My humble opinion is that customer-facing AI will be one of the areas facing the highest barriers. For instance if you use an AI bot to discuss medical remedies, that comes with significant risk to the company making those recommendations. Everything needs to be seriously buttoned up so that anything contested in a court of law can hold up. Same goes for tax, legal & investment decisions.

On the flip side, less “serious” consumer decisions like shopping for a new car, planning a vacation or talking to a virtual wine sommelier have fewer legal risks and faster runways to achieve scale.

Where I see the biggest opportunity is in areas where people oversee AI bots who do most of the blocking & tackling on mundane, highly repeatable tasks. This has always been the argument when faced with a future of robots replacing humans….”but someone has to manage the robots!” they say.

Look no further than Wall Street. The CEO of Goldman Sachs recently commented how AI has the ability to streamline the IPO process for its investment banking clients at light speed. What used to take a team of people weeks to accomplish can now be done in a matter of minutes. This not only saves time but also millions of dollars in labor. However, the most critical component to this new technological application is that there remains an important cog in the wheel….a person still needs to review everything and give a stamp of approval before sending it out. Solomon refers to this as the “last 5%” of the task….

So while AI may certainly replace lots of job roles in the future, there will also be plenty of opportunity for skilled folks to oversee and approve those tasks. These highly important roles can also come with significant compensation due to the scale now afforded to users of AI.

I have no idea what the next 5 years will look like in the AI space but it seems to me that anyone willing to take a bet that we’re past the "Hype/Fad” phase stands to profit handsomely.

Finally, here is what’s on my radar:

taxes

As the Trump administration takes a wrecking ball to nearly every corner of government, one area that sticks out to many is what exactly goes on at the IRS? Sure, they are tasked with collecting taxes and pursing deadbeats but they also have perverse incentives as it relates to deductions & inflation.

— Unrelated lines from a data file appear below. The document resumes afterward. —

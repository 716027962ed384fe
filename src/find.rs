use std::io;
use std::path::{Path, PathBuf};

use crate::error::Error;

/// Search the current directory and its parents for `filename`.
///
/// Returns `Ok(None)` when nothing is found, or
/// [`Error::DotenvNotFound`] if `raise_error_if_not_found` is set.
pub fn find_dotenv(
    filename: impl AsRef<Path>,
    raise_error_if_not_found: bool,
) -> Result<Option<PathBuf>, Error> {
    let cwd = std::env::current_dir()?;
    find_dotenv_from(cwd, filename, raise_error_if_not_found)
}

/// Like [`find_dotenv`], starting at `start` instead of the current
/// directory. A file as `start` means its parent directory.
pub fn find_dotenv_from(
    start: impl AsRef<Path>,
    filename: impl AsRef<Path>,
    raise_error_if_not_found: bool,
) -> Result<Option<PathBuf>, Error> {
    let start = start.as_ref();
    let filename = filename.as_ref();

    for dir in walk_to_root(start)? {
        let candidate = dir.join(filename);
        if candidate.exists() && !candidate.is_dir() {
            tracing::debug!(path = %candidate.display(), "found dotenv file");
            return Ok(Some(candidate));
        }
    }

    if raise_error_if_not_found {
        return Err(Error::DotenvNotFound {
            filename: filename.display().to_string(),
            start: start.to_path_buf(),
        });
    }
    Ok(None)
}

/// Directories from `path` up to the filesystem root, nearest first.
pub fn walk_to_root(path: impl AsRef<Path>) -> Result<Vec<PathBuf>, Error> {
    let path = path.as_ref();
    if !path.exists() {
        return Err(Error::Io(io::Error::new(
            io::ErrorKind::NotFound,
            format!("starting path {} not found", path.display()),
        )));
    }

    let dir = if path.is_dir() {
        path
    } else {
        path.parent().unwrap_or(path)
    };
    let absolute = std::path::absolute(dir)?;
    Ok(absolute.ancestors().map(Path::to_path_buf).collect())
}
use std::env;
use std::ffi::OsString;
use std::fs::{File, OpenOptions};
#[cfg(unix)]
use std::os::unix::process::CommandExt;
use std::path::{Path, PathBuf};
use std::process::{self, Command};

use clap::{Parser, Subcommand, ValueEnum};
use dotenvkit::{
    Encoding, EnvLoader, EnvMap, Error, QuoteMode, SetKeyOptions, TargetEnv, UnsetStatus,
    dotenv_values_from_reader, get_key, set_key, unset_key,
};
use tracing_subscriber::{EnvFilter, fmt, prelude::*};

/// Read and edit .env files, or run a command with them loaded
#[derive(Parser, Debug)]
#[command(name = "dotenv", author, version, about, long_about = None)]
struct Cli {
    /// Location of the .env file
    #[arg(short, long, default_value = ".env", global = true)]
    file: PathBuf,

    /// Whether to quote values written by `set`
    #[arg(short, long, value_enum, default_value_t = QuoteArg::Always, global = true)]
    quote: QuoteArg,

    /// Prefix lines written by `set` with `export`
    #[arg(short, long, global = true)]
    export: bool,

    /// Log diagnostics to stderr
    #[arg(short, long, global = true)]
    verbose: bool,

    #[command(subcommand)]
    command: CliCommand,
}

#[derive(Debug, Clone, Copy, PartialEq, Eq, ValueEnum)]
enum QuoteArg {
    Always,
    Never,
    Auto,
}

impl From<QuoteArg> for QuoteMode {
    fn from(value: QuoteArg) -> Self {
        match value {
            QuoteArg::Always => QuoteMode::Always,
            QuoteArg::Never => QuoteMode::Never,
            QuoteArg::Auto => QuoteMode::Auto,
        }
    }
}

#[derive(Debug, Clone, Copy, PartialEq, Eq, Default, ValueEnum)]
enum ListFormat {
    #[default]
    Simple,
    Json,
    Shell,
    Export,
}

#[derive(Subcommand, Debug)]
enum CliCommand {
    /// Display all the stored key/value pairs
    List {
        #[arg(long, value_enum, default_value_t = ListFormat::Simple)]
        format: ListFormat,
    },
    /// Retrieve the value for the given key
    Get { key: String },
    /// Store the given key/value, creating the file if needed
    Set { key: String, value: String },
    /// Remove the given key
    Unset { key: String },
    /// Run a command with the .env file loaded into its environment
    Run {
        /// Keep existing environment variables instead of the file's values
        #[arg(long)]
        no_override: bool,

        #[arg(required = true, trailing_var_arg = true, allow_hyphen_values = true)]
        command: Vec<OsString>,
    },
}

fn main() {
    let cli = Cli::parse();
    init_tracing(cli.verbose);
    process::exit(run(cli));
}

fn init_tracing(verbose: bool) {
    let default_level = if verbose { "debug" } else { "warn" };
    let filter =
        EnvFilter::try_from_default_env().unwrap_or_else(|_| EnvFilter::new(default_level));
    tracing_subscriber::registry()
        .with(filter)
        .with(fmt::layer().with_writer(std::io::stderr))
        .init();
}

fn run(cli: Cli) -> i32 {
    let path = cli.file.as_path();
    match cli.command {
        CliCommand::List { format } => {
            let Ok(file) = File::open(path) else {
                return report_unreadable(path);
            };
            match dotenv_values_from_reader(file, true, Encoding::Utf8) {
                Ok(values) => {
                    print!("{}", render_list(&values, format));
                    0
                }
                Err(err) => fail(&err),
            }
        }
        CliCommand::Get { key } => match get_key(path, &key, Encoding::Utf8) {
            Ok(Some(value)) => {
                println!("{value}");
                0
            }
            Ok(None) => 1,
            Err(Error::FileNotFound { .. }) => report_unreadable(path),
            Err(err) => fail(&err),
        },
        CliCommand::Set { key, value } => {
            if let Err(err) = OpenOptions::new().create(true).append(true).open(path) {
                return fail(&Error::Io(err));
            }
            let options = SetKeyOptions {
                quote_mode: cli.quote.into(),
                export: cli.export,
                encoding: Encoding::Utf8,
            };
            match set_key(path, &key, &value, options) {
                Ok((_, key, value)) => {
                    println!("{key}={value}");
                    0
                }
                Err(err) => fail(&err),
            }
        }
        CliCommand::Unset { key } => match unset_key(path, &key, Encoding::Utf8) {
            Ok((UnsetStatus::Removed, key)) => {
                println!("Successfully removed {key}");
                0
            }
            Ok((UnsetStatus::KeyNotFound, _)) => 1,
            Ok((UnsetStatus::FileMissing, _)) => report_unreadable(path),
            Err(err) => fail(&err),
        },
        CliCommand::Run {
            no_override,
            command,
        } => match execute_run(path, !no_override, &command) {
            Ok(code) => code,
            Err(Error::FileNotFound { .. }) => report_unreadable(path),
            Err(err) => fail(&err),
        },
    }
}

fn execute_run(path: &Path, override_existing: bool, argv: &[OsString]) -> Result<i32, Error> {
    let values = EnvLoader::new()
        .path(path)
        .required(true)
        .override_existing(override_existing)
        .target(TargetEnv::snapshot_process())
        .parse_only()?;

    let Some((program, args)) = argv.split_first() else {
        return Ok(1);
    };
    let mut command = Command::new(program);
    command.args(args);

    for (key, value) in values {
        if !override_existing && env::var_os(&key).is_some() {
            continue;
        }
        command.env(key, value);
    }

    Ok(execute_command(command, program))
}

#[cfg(unix)]
fn execute_command(mut command: Command, program: &OsString) -> i32 {
    let err = command.exec();
    eprintln!("dotenv: failed to execute `{}`: {err}", program.to_string_lossy());
    1
}

#[cfg(not(unix))]
fn execute_command(mut command: Command, program: &OsString) -> i32 {
    match command.status() {
        Ok(status) => status.code().unwrap_or(1),
        Err(err) => {
            eprintln!("dotenv: failed to execute `{}`: {err}", program.to_string_lossy());
            1
        }
    }
}

fn render_list(values: &EnvMap, format: ListFormat) -> String {
    let (prefix, quote) = match format {
        ListFormat::Simple => ("", false),
        ListFormat::Shell => ("", true),
        ListFormat::Export => ("export ", true),
        ListFormat::Json => return render_json(values),
    };

    let mut out = String::new();
    for (key, value) in values.iter() {
        let value = if quote {
            shell_quote(value)
        } else {
            value.to_owned()
        };
        out.push_str(&format!("{prefix}{key}={value}\n"));
    }
    out
}

fn render_json(values: &EnvMap) -> String {
    let object: serde_json::Map<String, serde_json::Value> = values
        .iter()
        .map(|(key, value)| (key.to_owned(), serde_json::Value::String(value.to_owned())))
        .collect();
    let mut out = serde_json::to_string_pretty(&object).unwrap_or_default();
    out.push('\n');
    out
}

/// POSIX shell quoting: safe words pass through, everything else is wrapped
/// in single quotes.
fn shell_quote(value: &str) -> String {
    if value.is_empty() {
        return "''".to_owned();
    }
    let safe = value
        .chars()
        .all(|ch| ch.is_ascii_alphanumeric() || "@%+=:,./_-".contains(ch));
    if safe {
        return value.to_owned();
    }
    format!("'{}'", value.replace('\'', r#"'"'"'"#))
}

fn report_unreadable(path: &Path) -> i32 {
    eprintln!("Error opening env file {}", path.display());
    2
}

fn fail(err: &Error) -> i32 {
    eprintln!("dotenv: {err}");
    1
}
use crate::error::LookupError;
use crate::model::EnvMap;
use crate::parser::{Binding, QuoteKind, ValuePart};
use crate::variables::{EnvView, Layered, parse_variables, resolve};

impl EnvView for EnvMap {
    fn lookup(&self, name: &str) -> Option<String> {
        self.get(name).map(str::to_owned)
    }
}

/// Folds bindings into an [`EnvMap`], optionally expanding `${...}`
/// references as it goes.
///
/// Values resolved earlier are visible to later bindings. With
/// `override_ambient` those file-local values shadow the ambient
/// environment; without it the ambient environment is consulted first.
#[derive(Debug, Clone)]
pub struct StoreBuilder<E> {
    values: EnvMap,
    ambient: E,
    interpolate: bool,
    override_ambient: bool,
}

impl<E: EnvView> StoreBuilder<E> {
    pub fn new(ambient: E, interpolate: bool, override_ambient: bool) -> Self {
        Self {
            values: EnvMap::new(),
            ambient,
            interpolate,
            override_ambient,
        }
    }

    pub fn push(&mut self, binding: &Binding) -> Result<(), LookupError> {
        let (Some(key), Some(flat)) = (&binding.key, &binding.value) else {
            return Ok(());
        };

        let value = if self.interpolate {
            self.resolve_parts(&binding.parts)?
        } else {
            flat.clone()
        };
        self.values.insert(key.clone(), value);
        Ok(())
    }

    pub fn extend<I>(&mut self, bindings: I) -> Result<(), LookupError>
    where
        I: IntoIterator<Item = Binding>,
    {
        for binding in bindings {
            self.push(&binding)?;
        }
        Ok(())
    }

    pub fn finish(self) -> EnvMap {
        self.values
    }

    fn resolve_parts(&self, parts: &[ValuePart]) -> Result<String, LookupError> {
        let mut out = String::new();
        for part in parts {
            if part.quote == Some(QuoteKind::Single) {
                out.push_str(&part.text);
                continue;
            }
            let atoms = parse_variables(&part.text);
            let resolved = if self.override_ambient {
                resolve(
                    &atoms,
                    &Layered {
                        first: &self.values,
                        second: &self.ambient,
                    },
                )?
            } else {
                resolve(
                    &atoms,
                    &Layered {
                        first: &self.ambient,
                        second: &self.values,
                    },
                )?
            };
            out.push_str(&resolved);
        }
        Ok(out)
    }
}

/// Fold `bindings` into an ordered map in one go.
pub fn build<I, E>(
    bindings: I,
    ambient: E,
    interpolate: bool,
    override_ambient: bool,
) -> Result<EnvMap, LookupError>
where
    I: IntoIterator<Item = Binding>,
    E: EnvView,
{
    let mut builder = StoreBuilder::new(ambient, interpolate, override_ambient);
    builder.extend(bindings)?;
    Ok(builder.finish())
}
use std::borrow::Cow;
use std::collections::HashMap;
use std::fmt::{Display, Formatter};

use crate::error::Error;

/// Summary of the load operation.
#[derive(Debug, Clone, Copy, PartialEq, Eq, Default)]
pub struct LoadReport {
    pub loaded: usize,
    pub skipped_existing: usize,
    pub files_read: usize,
}

impl LoadReport {
    /// Whether the sources defined at least one variable, applied or not.
    pub fn defined_any(&self) -> bool {
        self.loaded + self.skipped_existing > 0
    }
}

/// Encoding choice for input data and rewritten files.
#[derive(Debug, Clone, Copy, PartialEq, Eq, Default)]
pub enum Encoding {
    /// UTF-8 text input.
    #[default]
    Utf8,
    /// ISO-8859-1, one byte per code point.
    Latin1,
}

impl Encoding {
    pub fn decode(self, bytes: &[u8]) -> Result<Cow<'_, str>, Error> {
        match self {
            Self::Utf8 => Ok(Cow::Borrowed(std::str::from_utf8(bytes)?)),
            Self::Latin1 => Ok(Cow::Owned(bytes.iter().map(|&b| char::from(b)).collect())),
        }
    }

    pub fn encode(self, text: &str) -> Result<Vec<u8>, Error> {
        match self {
            Self::Utf8 => Ok(text.as_bytes().to_vec()),
            Self::Latin1 => text
                .chars()
                .map(|ch| {
                    u8::try_from(u32::from(ch)).map_err(|_| Error::Unencodable {
                        ch,
                        encoding: self,
                    })
                })
                .collect(),
        }
    }
}

impl Display for Encoding {
    fn fmt(&self, f: &mut Formatter<'_>) -> std::fmt::Result {
        match self {
            Self::Utf8 => write!(f, "UTF-8"),
            Self::Latin1 => write!(f, "latin-1"),
        }
    }
}

/// Quoting policy used when writing a value back to a dotenv file.
#[derive(Debug, Clone, Copy, PartialEq, Eq, Default)]
pub enum QuoteMode {
    /// Always wrap the value in single quotes.
    #[default]
    Always,
    /// Quote only values that are empty or not purely alphanumeric.
    Auto,
    /// Write the value as-is. The caller is responsible for values that
    /// would not survive a re-parse.
    Never,
}

/// Ordered `key -> value` mapping produced from a dotenv source.
///
/// Inserting an existing key replaces its value but keeps the position of
/// its first insertion.
#[derive(Debug, Clone, Default, PartialEq, Eq)]
pub struct EnvMap {
    entries: Vec<(String, String)>,
    by_key: HashMap<String, usize>,
}

impl EnvMap {
    pub fn new() -> Self {
        Self::default()
    }

    pub fn insert(&mut self, key: impl Into<String>, value: impl Into<String>) -> Option<String> {
        let key = key.into();
        let value = value.into();
        if let Some(existing_idx) = self.by_key.get(&key).copied() {
            return Some(std::mem::replace(&mut self.entries[existing_idx].1, value));
        }
        self.by_key.insert(key.clone(), self.entries.len());
        self.entries.push((key, value));
        None
    }

    pub fn get(&self, key: &str) -> Option<&str> {
        self.by_key
            .get(key)
            .map(|&idx| self.entries[idx].1.as_str())
    }

    pub fn contains_key(&self, key: &str) -> bool {
        self.by_key.contains_key(key)
    }

    pub fn len(&self) -> usize {
        self.entries.len()
    }

    pub fn is_empty(&self) -> bool {
        self.entries.is_empty()
    }

    pub fn keys(&self) -> impl Iterator<Item = &str> {
        self.entries.iter().map(|(key, _)| key.as_str())
    }

    pub fn iter(&self) -> impl Iterator<Item = (&str, &str)> {
        self.entries
            .iter()
            .map(|(key, value)| (key.as_str(), value.as_str()))
    }
}

impl IntoIterator for EnvMap {
    type Item = (String, String);
    type IntoIter = std::vec::IntoIter<(String, String)>;

    fn into_iter(self) -> Self::IntoIter {
        self.entries.into_iter()
    }
}

impl<K: Into<String>, V: Into<String>> FromIterator<(K, V)> for EnvMap {
    fn from_iter<I: IntoIterator<Item = (K, V)>>(iter: I) -> Self {
        let mut map = Self::new();
        for (key, value) in iter {
            map.insert(key, value);
        }
        map
    }
}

Consider these deduction limits posted by a CPA on Twitter recently:

Keeping these limits artificially low keeps your income tax rate artificially high. In addition, these types of deductions impact working families the most….a demographic reeling from high inflation. IMO, the sooner we can tackle this, the better.

real estate

Zillow is out with their 2025 residential real estate predictor map which highlights every area of the country and its outlook on prices for the coming year.

They predict the areas that should do the best this year are largely concentrated in the Northeast. This is due to such factors as cheaper insurance costs and a modest price recovery from the 2020-2022 era when millions of residents fled these areas for places like FL, TX and AZ.

The areas that Zillow believes will do the worst are largely concentrated in Louisiana and parts of Texas. As someone with friends & family in both of these states, I hear every day how the impact of a disastrous property insurance market is crushing many of these homeowners. Demand from buyers is scant as the carrying costs continue to skyrocket. Jerome Powell recently commented on the possible future of the property insurance market….and it’s grim. He believes within a decade there will be areas of the country where you simply cannot get a mortgage due to lack of insurance coverage.

bitcoin

There’s an increasing amount of FUD (Fear, Uncertainty, Doubt) surrounding Bitcoin lately and in my view it’s not surprising at all. After breaching $100,000 early this year the price has pulled back roughly 15% and treading water.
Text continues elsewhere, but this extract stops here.